**Task goal**
Every entry must appear in the answer exactly as written.

**Information supplied**
####

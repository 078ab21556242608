//! Digest queue models.

use formflow_core::error::CoreError;
use formflow_core::notification::NotificationKind;
use formflow_core::types::{DbId, Timestamp};
use serde::Serialize;
use sqlx::FromRow;

/// DTO for queueing one notification.
#[derive(Debug, Clone, PartialEq, Eq)]
pub struct CreatePendingNotification {
    pub kind: NotificationKind,
    pub recipient_email: String,
    pub scheduled_for: Timestamp,
    pub workflow_id: DbId,
    pub submission_id: Option<DbId>,
    pub approval_task_id: Option<DbId>,
}

/// An unsent, due notification joined with what a digest line shows.
#[derive(Debug, Clone, FromRow, Serialize)]
pub struct DueNotification {
    pub id: DbId,
    pub notification_type: String,
    pub recipient_email: String,
    pub scheduled_for: Timestamp,
    pub workflow_id: DbId,
    pub form_name: String,
    pub submission_id: Option<DbId>,
    pub approval_task_id: Option<DbId>,
    pub step_name: Option<String>,
    pub submitter_name: Option<String>,
    pub submitted_at: Option<Timestamp>,
}

impl DueNotification {
    pub fn kind(&self) -> Result<NotificationKind, CoreError> {
        self.notification_type.parse()
    }
}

####

**Result**
repository 078ab21556242608
//! Digest queue models.

use formflow_core::error::CoreError;
use formflow_core::notification::NotificationKind;
use formflow_core::types::{DbId, Timestamp};
use serde::Serialize;
use sqlx::FromRow;

/// DTO for queueing one notification.
#[derive(Debug, Clone, PartialEq, Eq)]
pub struct CreatePendingNotification {
    pub kind: NotificationKind,
    pub recipient_email: String,
    pub scheduled_for: Timestamp,
    pub workflow_id: DbId,
    pub submission_id: Option<DbId>,
    pub approval_task_id: Option<DbId>,
}

/// An unsent, due notification joined with what a digest line shows.
#[derive(Debug, Clone, FromRow, Serialize)]
pub struct DueNotification {
    pub id: DbId,
    pub notification_type: String,
    pub recipient_email: String,
    pub scheduled_for: Timestamp,
    pub workflow_id: DbId,
    pub form_name: String,
    pub submission_id: Option<DbId>,
    pub approval_task_id: Option<DbId>,
    pub step_name: Option<String>,
    pub submitter_name: Option<String>,
    pub submitted_at: Option<Timestamp>,
}

impl DueNotification {
    pub fn kind(&self) -> Result<NotificationKind, CoreError> {
        self.notification_type.parse()
    }
}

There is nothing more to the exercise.